Previous studies showed that increased TRIC expression leads to decreased permeability and increased barrier function. Further, depleted TRIC expression has demonstrated impaired epithelial barrier resistance, along with increased permeability in intestinal epithelial cell line.[28] Our study showed a different result, that the decreased TRIC comes along with decreased permeability and increased barrier function when the NF-κB signaling pathway is suppressed by PDTC, which was consistent with the result of Kojima et al.[24] Kojima et al found that after treatment with TRIC-siRNA, TRIC expression is downregulated and the transepithelial electrical resistance values rose up, indicating low TRIC expression comes along with low permeability in pancreatic duct epithelial cell. Therefore, the relationship between TRIC expressions with permeability may be different between pancreatic duct epithelial cell line with intestinal epithelial cell line. In addition, the permeability of TJs depends on the cooperative action of many molecules, not only TRIC of tTJs and Claudins of bTJs, but also MLCK. Furthermore, the NF-κB pathway inhibition by PDTC leads to decreased permeability, expression of TRIC and MLCK protein. We speculate that the permeability of the HPAF-II cell line may be related to the synergistic action of TRIC and MLCK.

These results showed that activated NF-κB plays an important role in the process of TNF-α-induced pancreatic duct epithelial barrier impairment. In addition, inactivated NF-κB relieved the disruption of TJs. How does TNF-α-induced NF-κB activation regulate TJs and permeability in pancreatic duct epithelial cells? It has been reported that MLC phosphorylation is the mechanism for regulating epithelial barrier permeability.[27] Myosin light chain phosphorylation leads to actomyosin contractility, cytoskeleton rearrangement, TJ broadening, and increased intercellular permeability.[29-31] Myosin light chain phosphorylation can be upregulated by TNF-α-induced MLCK expression.[32] Activated NF-κB p65 can bind to the MLCK promoter region to upregulate the expression of MLCK mRNA.[33,34] In addition, He et al[13] found that MLCK expression was downstream of NF-κB activation under the TNF-α conditions. The results above explain that activated NF-κB increases MLCK transcription, inducing increased expression of MLCK protein, followed by MLCK-mediated epithelial TJ opening. In this study, after TNF-α and PDTC treatment, MLCK expression and localization were evaluated using qPCR, Western blotting, ELISA, immunofluorescence and immunohistochemistry. Increased MLCK mRNA and protein expression were observed in the TNF-α group, whereas MLCK expression was downregulated in the PDTC group compared with the control group. This study further confirmed that activation of the NF-κB signaling pathway increased MLCK expression, causing broadened TJs, which resulted in the disruption of the pancreatic duct epithelial barrier. Inactivation of the NF-κB pathway decreased MLCK expression, resulting in narrow TJs and decreased permeability, relieving damage to the pancreatic duct epithelial barrier.

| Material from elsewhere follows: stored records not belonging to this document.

//! Path management for the expense tracker
//!
//! ## Path Resolution Order
//!
//! 1. `EXPENSE_TRACKER_DIR` environment variable (if set)
//! 2. Unix (Linux/macOS): `$XDG_CONFIG_HOME/expense-tracker` or `~/.config/expense-tracker`
//! 3. Windows: `%APPDATA%\expense-tracker`

use std::path::{Path, PathBuf};

use crate::error::{ExpenseError, ExpenseResult};

const DIR_ENV: &str = "EXPENSE_TRACKER_DIR";
const APP_DIR: &str = "expense-tracker";

/// Locations of the tracker's configuration files
#[derive(Debug, Clone)]
pub struct TrackerPaths {
    base_dir: PathBuf,
}

impl TrackerPaths {
    /// Resolve the base directory from the environment
    ///
    /// # Errors
    ///
    /// Returns [`ExpenseError::Config`] if no home or config directory can
    /// be determined.
    pub fn new() -> ExpenseResult<Self> {
        let base_dir = match std::env::var_os(DIR_ENV) {
            Some(custom) => PathBuf::from(custom),
            None => resolve_default_path()?,
        };

        Ok(Self { base_dir })
    }

    /// Use a fixed base directory (tests, `--config-dir`)
    pub fn with_base_dir(base_dir: PathBuf) -> Self {
        Self { base_dir }
    }

    pub fn base_dir(&self) -> &Path {
        &self.base_dir
    }

    /// Path to the settings file
    pub fn settings_file(&self) -> PathBuf {
        self.base_dir.join("config.json")
    }

    pub fn ensure_directories(&self) -> ExpenseResult<()> {
        std::fs::create_dir_all(&self.base_dir).map_err(|e| {
            ExpenseError::Io(format!("Failed to create config directory: {}", e))
        })
    }
}

#[cfg(not(windows))]
fn resolve_default_path() -> ExpenseResult<PathBuf> {
    let config_base = match std::env::var_os("XDG_CONFIG_HOME") {
        Some(xdg) => PathBuf::from(xdg),
        None => std::env::var_os("HOME")
            .map(|home| PathBuf::from(home).join(".config"))
            .ok_or_else(|| ExpenseError::Config("HOME environment variable not set".into()))?,
    };
    Ok(config_base.join(APP_DIR))
}

#[cfg(windows)]
fn resolve_default_path() -> ExpenseResult<PathBuf> {
    let appdata = std::env::var_os("APPDATA")
        .ok_or_else(|| ExpenseError::Config("Could not determine APPDATA directory".into()))?;
    Ok(PathBuf::from(appdata).join(APP_DIR))
}
//! Contact model
//!
//! A contact is the other party of an expense. Expenses carry a
//! [`ContactRef`] with the contact's name copied in for display; a ref
//! without an ID has not been resolved against the contact book yet.

use chrono::NaiveDate;
use serde::{Deserialize, Serialize};
use std::fmt;

use super::ids::ContactId;

/// A known contact
#[derive(Debug, Clone, PartialEq, Eq, Serialize, Deserialize)]
#[serde(rename_all = "camelCase")]
pub struct Contact {
    pub id: ContactId,

    pub name: String,

    /// Free-form tags used by the contact list filter
    #[serde(default)]
    pub categories: Vec<String>,

    /// Day the contact was first recorded
    pub created_on: NaiveDate,
}

impl Contact {
    /// Create a new contact with a fresh ID
    pub fn new(name: impl Into<String>, created_on: NaiveDate) -> Self {
        Self {
            id: ContactId::new(),
            name: name.into(),
            categories: Vec::new(),
            created_on,
        }
    }

    /// Attach categories to the contact
    pub fn with_categories<I, S>(mut self, categories: I) -> Self
    where
        I: IntoIterator<Item = S>,
        S: Into<String>,
    {
        self.categories = categories.into_iter().map(Into::into).collect();
        self
    }

    /// Normalize a contact name for matching
    pub fn normalize_name(name: &str) -> String {
        name.trim().to_lowercase()
    }

    /// Check if this contact carries a name (case-insensitive, trimmed)
    pub fn matches_name(&self, name: &str) -> bool {
        Self::normalize_name(&self.name) == Self::normalize_name(name)
    }

    /// Reference to this contact suitable for an expense
    pub fn to_ref(&self) -> ContactRef {
        ContactRef::resolved(self.id, self.name.clone())
    }
}

impl fmt::Display for Contact {
    fn fmt(&self, f: &mut fmt::Formatter<'_>) -> fmt::Result {
        write!(f, "{}", self.name)
    }
}

/// Contact as seen from an expense: an optional ID plus the display name
#[derive(Debug, Clone, PartialEq, Eq, Serialize, Deserialize)]
pub struct ContactRef {
    #[serde(default, skip_serializing_if = "Option::is_none")]
    pub id: Option<ContactId>,

    pub name: String,
}

impl ContactRef {
    pub fn resolved(id: ContactId, name: impl Into<String>) -> Self {
        Self {
            id: Some(id),
            name: name.into(),
        }
    }

    /// A name typed into the form that has no contact behind it yet
    pub fn unresolved(name: impl Into<String>) -> Self {
        Self {
            id: None,
            name: name.into(),
        }
    }

    pub fn is_resolved(&self) -> bool {
        self.id.is_some()
    }
}
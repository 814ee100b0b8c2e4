//! Core data models for the expense tracker
//!
//! This module contains the data structures the query engine works on:
//! expenses, contacts, amounts, identifiers and sort selectors.

pub mod contact;
pub mod expense;
pub mod ids;
pub mod money;
pub mod sort;

pub use contact::{Contact, ContactRef};
pub use expense::Expense;
pub use ids::{ContactId, ExpenseId};
pub use money::Money;
pub use sort::{ContactSortMode, SortMode};
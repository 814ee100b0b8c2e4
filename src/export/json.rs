//! JSON export of a query result
//!
//! Writes the derived expense list together with the filters that produced
//! it, so the file explains itself.

use chrono::{DateTime, NaiveDate, Utc};
use serde::{Deserialize, Serialize};
use std::io::Write;

use crate::error::{ExpenseError, ExpenseResult};
use crate::filters::FilterState;
use crate::models::{Expense, Money};

/// Current export schema version
pub const EXPORT_SCHEMA_VERSION: &str = "1.0.0";

/// Query result export structure
#[derive(Debug, Clone, Serialize, Deserialize)]
pub struct QueryExport {
    pub schema_version: String,
    pub exported_at: DateTime<Utc>,
    pub app_version: String,
    /// Filters that produced `expenses`
    pub filters: FilterState,
    pub metadata: ExportMetadata,
    /// Expenses in query order
    pub expenses: Vec<Expense>,
}

/// Summary of the exported expenses
#[derive(Debug, Clone, PartialEq, Eq, Serialize, Deserialize)]
pub struct ExportMetadata {
    pub expense_count: usize,
    pub total: Money,
    pub earliest: Option<NaiveDate>,
    pub latest: Option<NaiveDate>,
}

impl ExportMetadata {
    pub fn summarize(expenses: &[Expense]) -> ExpenseResult<Self> {
        Ok(Self {
            expense_count: expenses.len(),
            total: Money::total(expenses.iter().map(|e| e.amount))?,
            earliest: expenses.iter().map(|e| e.date).min(),
            latest: expenses.iter().map(|e| e.date).max(),
        })
    }
}

impl QueryExport {
    pub fn new(expenses: &[Expense], filters: &FilterState) -> ExpenseResult<Self> {
        Ok(Self {
            schema_version: EXPORT_SCHEMA_VERSION.to_string(),
            exported_at: Utc::now(),
            app_version: env!("CARGO_PKG_VERSION").to_string(),
            filters: filters.clone(),
            metadata: ExportMetadata::summarize(expenses)?,
            expenses: expenses.to_vec(),
        })
    }
}

/// Write a query result as pretty-printed JSON
pub fn export_expenses_json<W: Write>(
    expenses: &[Expense],
    filters: &FilterState,
    writer: &mut W,
) -> ExpenseResult<()> {
    let export = QueryExport::new(expenses, filters)?;
    serde_json::to_writer_pretty(&mut *writer, &export)
        .map_err(|e| ExpenseError::Export(e.to_string()))?;
    writeln!(writer).map_err(|e| ExpenseError::Export(e.to_string()))
}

In summary, this study demonstrated that the NF-κB signaling pathway affected the barrier function of pancreatic duct epithelial cells by altering TJ-related proteins, upregulating MLCK expression and widening TJs. The damage to the pancreatic duct epithelial barrier may be one of the mechanisms of AP. Further study on regulating the pancreatic duct epithelial barrier is needed. This study provides some theoretical basis for the pathogenesis of AP.